A casual visit to Wikipedia this past Wednesday would not retrieve desired information about your latest research after just a click. Wikipedia, like several other websites, had “blacked out” its homepages to protest two pieces of proposed anti-piracy legislation, the House of Representatives’ Stop Online Piracy Act (SOPA) and the Senate’s Protect IP Act (PIPA).
According to “The New York Times,” the bills are backed by major media and entertainment companies and “are mostly intended to curtail the illegal downloading and streaming of TV shows and movies online.”
The technology industry, however, “fears that, among other things, [the bills] will give media companies too much power to shut down sites that they say are abusing copyrights.”
Over 7,000 websites participated in the coordinated, Internet-wide “blackout” protest, according to CBS News.
As students stumbled against these images of political activism, some found themselves frustrated by the blackout, though others felt they understood the necessity for protest.
Some students changed their Facebook profile pictures to protest against the bills. One image depicting a red no symbol foretells, “Notice: This image has been found in violation of H.R. 3261, SOPA and has been removed.”
In an email to The Phillipian, Tailor Dortona ’12 wrote that seeing the changed profile pictures and status updates about the bills, she “had never seen such an uproar from youth over a piece of legislature.”
Greg Zhang ‘12 said, “I think [the protest] is worth any mild inconvenience that it could cause,” citing the fact that several senators had dropped their support for PIPA.
Katherine Lee ’13 tried accessing Wikipedia on Wednesday in order to quickly clarify something for a history project and became “thoroughly enraged” when she was stopped by the blackout page.
Wikipedia also chose to take all their English-language content offline for 24 hours, eliminating access to more than 3.8 million English-language articles.
Users were instead directed to a darkened page that told them to “imagine a world without free knowledge” and urged them to contact their state representatives, providing a tool for users to enter their zipcode and find their representatives’ contact information.
The only English-language entries left accessible were the pages on SOPA and PIPA.
Wikipedia wrote in a message on its site, “Our purpose here isn’t to make it completely impossible for people to read Wikipedia, and it’s okay for you to circumvent the blackout. We just want to make sure you see our message.”
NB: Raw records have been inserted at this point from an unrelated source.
use crate::analysis::Analyzer;
use crate::config::Config;
use crate::engine::{Engine, Record, Report};
use anyhow::{Context, Result};
use glob::glob;
use rmp_serde::encode;
use serde::Serialize;
use std::{
    fs::{self, File},
    io::{BufWriter, Write},
    path::{Path, PathBuf},
};

pub struct Manager {
    sim_dir: PathBuf,
    cfg: Config,
}

impl Manager {
    pub fn new<P: AsRef<Path>>(sim_dir: P) -> Result<Self> {
        let sim_dir = sim_dir.as_ref().to_path_buf();

        let cfg =
            Config::from_file(sim_dir.join("config.toml")).context("failed to construct cfg")?;
        log::info!("{cfg:#?}");

        Ok(Self { sim_dir, cfg })
    }

    pub fn create_run(&self) -> Result<()> {
        let run_idx = self.count_run_dirs().context("failed to count run dirs")?;

        let run_dir = self.run_dir(run_idx);
        fs::create_dir_all(&run_dir).with_context(|| format!("failed to create {run_dir:?}"))?;
        log::info!("created {run_dir:?}");

        let mut engine = Engine::new(self.cfg.clone()).context("failed to construct engine")?;
        let report = engine.run().context("failed to run simulation")?;

        self.save_report(&run_dir, &report)
            .context("failed to save report")?;

        Ok(())
    }

    pub fn analyze_sim(&self) -> Result<()> {
        let n_runs = self.count_run_dirs().context("failed to count run dirs")?;

        let mut analyzer = Analyzer::new(&self.cfg);
        for run_idx in 0..n_runs {
            let run_dir = self.run_dir(run_idx);
            analyzer
                .add_run(
                    run_dir.join("outcome.msgpack"),
                    run_dir.join("trajectory.msgpack"),
                )
                .with_context(|| format!("failed to add {run_dir:?}"))?;
        }
        log::info!("analyzed {n_runs} runs");

        analyzer
            .save_results(self.results_file())
            .context("failed to save results")?;

        Ok(())
    }

    pub fn clean_sim(&self) -> Result<()> {
        let pattern = self.sim_dir.join("run-*");
        let pattern = pattern.to_str().context("pattern is not valid UTF-8")?;
        for run_dir in glob(pattern)
            .context("failed to glob run dirs")?
            .filter_map(Result::ok)
            .filter(|p| p.is_dir())
        {
            fs::remove_dir_all(&run_dir)
                .with_context(|| format!("failed to remove {run_dir:?}"))?;
            log::info!("removed {run_dir:?}");
        }

        let results_file = self.results_file();
        if results_file.exists() {
            fs::remove_file(&results_file)
                .with_context(|| format!("failed to remove {results_file:?}"))?;
        }

        Ok(())
    }

    fn save_report(&self, run_dir: &Path, report: &Report) -> Result<()> {
        write_trajectory(run_dir.join("trajectory.msgpack"), &report.trajectory)
            .context("failed to write trajectory")?;
        write_counts(run_dir.join("counts.tsv"), &report.trajectory)
            .context("failed to write counts")?;
        write_msgpack(
            run_dir.join("samples.msgpack"),
            &(&report.samples, &report.merged),
        )
        .context("failed to write samples")?;
        write_msgpack(
            run_dir.join("sumstats.msgpack"),
            &(&report.merged_stats, &report.monitor),
        )
        .context("failed to write sumstats")?;
        write_msgpack(run_dir.join("outcome.msgpack"), &report.outcome)
            .context("failed to write outcome")?;
        Ok(())
    }

    fn count_run_dirs(&self) -> Result<usize> {
        let pattern = self.sim_dir.join("run-*");
        let pattern = pattern.to_str().context("pattern is not valid UTF-8")?;
        let count = glob(pattern)
            .context("failed to glob run dirs")?
            .filter_map(Result::ok)
            .filter(|p| p.is_dir())
            .count();
        Ok(count)
    }

    fn run_dir(&self, run_idx: usize) -> PathBuf {
        self.sim_dir.join(format!("run-{run_idx:04}"))
    }

    fn results_file(&self) -> PathBuf {
        self.sim_dir.join("results.msgpack")
    }
}

fn create_writer<P: AsRef<Path>>(file: P) -> Result<BufWriter<File>> {
    let file = file.as_ref();
    let file = File::create(file).with_context(|| format!("failed to create {file:?}"))?;
    Ok(BufWriter::new(file))
}

fn write_msgpack<P: AsRef<Path>, T: Serialize>(file: P, value: &T) -> Result<()> {
    let mut writer = create_writer(file)?;
    encode::write(&mut writer, value).context("failed to serialize value")?;
    writer.flush().context("failed to flush writer stream")?;
    Ok(())
}

/// One msgpack value per record, read back record by record.
fn write_trajectory<P: AsRef<Path>>(file: P, trajectory: &[Record]) -> Result<()> {
    let mut writer = create_writer(file)?;
    for record in trajectory {
        encode::write(&mut writer, record).context("failed to serialize record")?;
    }
    writer.flush().context("failed to flush writer stream")?;
    Ok(())
}

fn write_counts<P: AsRef<Path>>(file: P, trajectory: &[Record]) -> Result<()> {
    let mut writer = create_writer(file)?;
    writeln!(writer, "step\tpop\tn_sus\tn_exp\tn_inf\tn_rec\tn_exp_cum")
        .context("failed to write header")?;
    for record in trajectory {
        for (pop, counts) in record.per_pop.iter().enumerate() {
            writeln!(
                writer,
                "{}\t{}\t{}\t{}\t{}\t{}\t{}",
                record.step,
                pop,
                counts.n_sus,
                counts.n_exp,
                counts.n_inf,
                counts.n_rec,
                counts.n_exp_cum
            )
            .context("failed to write counts")?;
        }
    }
    writer.flush().context("failed to flush writer stream")?;
    Ok(())
}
Eric Meller ‘12 said, however, “The whole point of Wikipedia being down is that they’re trying to stop [the bills] from getting passed… People, if they like Wikipedia and they’ve been using it for however many years, should realize that one day of protesting is better than the bills getting passed and maybe not being able to use Wikipedia ever again.”
On Google’s home page, a black censor bar covered the Google logo, which linked to a petition urging Congress to turn down the bills. According to The Los Angeles Times, 4.5 million people signed Google’s petition on Wednesday.
The home pages of Mozilla Firefox, classifieds site Craigslist, publishing platform WordPress and Wired Magazine were among many other sites that chose to “go dark” in protest.
Popular tech blog BoingBoing and social news site Reddit blacked out their home pages and also left messages urging users to sign anti-SOPA and PIPA petitions and to contact their local representatives.
The site explained, “SOPA and PIPA are a threat to Wikipedia in many ways. For example, in its current form, SOPA would require Wikipedia to actively monitor every site we link to, to ensure it doesn’t host infringing content. Any link to an infringing site could put us in jeopardy of being forced offline.”
Meller woke up to Facebook comments about the blackout. He said, “A bunch of websites I tried to go onto were blacked out, everything from Mozilla Firefox’s homepage to snopes.com. Reddit was blacked out this morning.”
Kiara Valdez ’12 learned of the web-wide protest Wednesday morning after logging into blog platform Tumblr, which gave its users the option of blacking out their own blogs in support of the protest.
Valdez said, “[The bills are] so hypocritical because just a few months ago, we were talking critically about China and how they censored things, and now all of a sudden we want to censor our Internet.”
Zhang said, “For those who are complaining [the blackout] is an inconvenience, it’s for a good cause and it’s getting the message out there.”
“While the bills are presented as anti-piracy, they’re as much censorship bills as anti-piracy bills. There are better ways to go about anti-piracy. Although the congressmen supporting it may have good intentions, a lot of them may not know exactly what they’re talking about,” Zhang said.
According to Forbes.com, so far six senators, former co-sponsors of PIPA, have withdrawn their backing of the bill after the Wednesday protest.
As of 3PM on January 18, four members of the House of Representatives have stopped supporting SOPA, according to Bloomberg News.
Valdez said that she thought the blackout protest effectively raised awareness about the bills. “So many people didn’t know about [PIPA] and it’s going to be decided on soon.”
The Senate is scheduled to vote on PIPA on January 24 and the House Judiciary Committee will continue its markup of SOPA in February, according to the committee’s website.